Dataset entries:

-- Opening Marker --

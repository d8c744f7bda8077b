// SPDX-FileCopyrightText: 2026 Weliive Contributors
// SPDX-License-Identifier: MIT OR Apache-2.0

//! Weliive - live-visit chat engine with hot-lead detection.
//!
//! This is the binary entry point: it loads the configuration, sets up
//! logging, and dispatches to the `demo`, `score`, and `config` commands.

mod demo;
mod score;

use clap::{Parser, Subcommand};
use weliive_config::WeliiveConfig;
use weliive_core::WeliiveError;

/// Weliive - live-visit chat engine with hot-lead detection.
#[derive(Parser, Debug)]
#[command(name = "weliive", version, about, long_about = None)]
struct Cli {
    /// Disable colored output.
    #[arg(long, global = true)]
    plain: bool,

    #[command(subcommand)]
    command: Option<Commands>,
}

/// Available subcommands.
#[derive(Subcommand, Debug)]
enum Commands {
    /// Run a simulated live visit in the terminal.
    Demo {
        /// How long the visit lasts.
        #[arg(long, default_value_t = 12)]
        seconds: u64,
        /// Visitor message to send once the scripted conversation has begun.
        #[arg(long = "say", value_name = "TEXT")]
        say: Vec<String>,
        /// Question to submit to the Q&A panel.
        #[arg(long = "ask", value_name = "TEXT")]
        ask: Vec<String>,
        /// Behave like an embedding host that never opens the live view.
        #[arg(long)]
        embedded: bool,
    },
    /// Score a text for purchase intent.
    Score {
        /// Text to score.
        text: String,
    },
    /// Print the effective configuration.
    Config,
}

#[tokio::main]
async fn main() {
    let cli = Cli::parse();

    let config = match weliive_config::load_and_validate() {
        Ok(config) => config,
        Err(errors) => {
            weliive_config::render_errors(&errors);
            std::process::exit(1);
        }
    };

    init_tracing(&config.app.log_level);

    let result = match cli.command {
        Some(Commands::Demo {
            seconds,
            say,
            ask,
            embedded,
        }) => {
            let options = demo::DemoOptions {
                seconds,
                say,
                ask,
                embedded,
            };
            demo::run_demo(config, options, cli.plain).await
        }
        Some(Commands::Score { text }) => score::run_score(&config, &text, cli.plain),
        Some(Commands::Config) => run_config(&config),
        None => {
            println!("weliive: use --help for available commands");
            Ok(())
        }
    };

    if let Err(e) = result {
        use colored::Colorize;
        eprintln!("{}: {e}", "error".red());
        std::process::exit(1);
    }
}

/// `weliive config`: print the merged configuration as TOML.
fn run_config(config: &WeliiveConfig) -> Result<(), WeliiveError> {
    print!("{}", render_config(config)?);
    Ok(())
}

fn render_config(config: &WeliiveConfig) -> Result<String, WeliiveError> {
    toml::to_string_pretty(config)
        .map_err(|e| WeliiveError::Internal(format!("failed to serialize config: {e}")))
}

/// Initialize the tracing subscriber. `RUST_LOG` wins over `app.log_level`.
fn init_tracing(log_level: &str) {
    use tracing_subscriber::EnvFilter;

    let filter = EnvFilter::try_from_default_env()
        .unwrap_or_else(|_| EnvFilter::new(format!("weliive={log_level},warn")));

    tracing_subscriber::fmt()
        .with_env_filter(filter)
        .with_target(true)
        .with_thread_names(false)
        .with_writer(std::io::stderr)
        .init();
}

-- Closing Marker --

» Directions
Read through the entries and copy each line in which "live" appears.

» Result for this task
//! Weliive - live-visit chat engine with hot-lead detection.
/// Weliive - live-visit chat engine with hot-lead detection.
    /// Run a simulated live visit in the terminal.
        /// Behave like an embedding host that never opens the live view.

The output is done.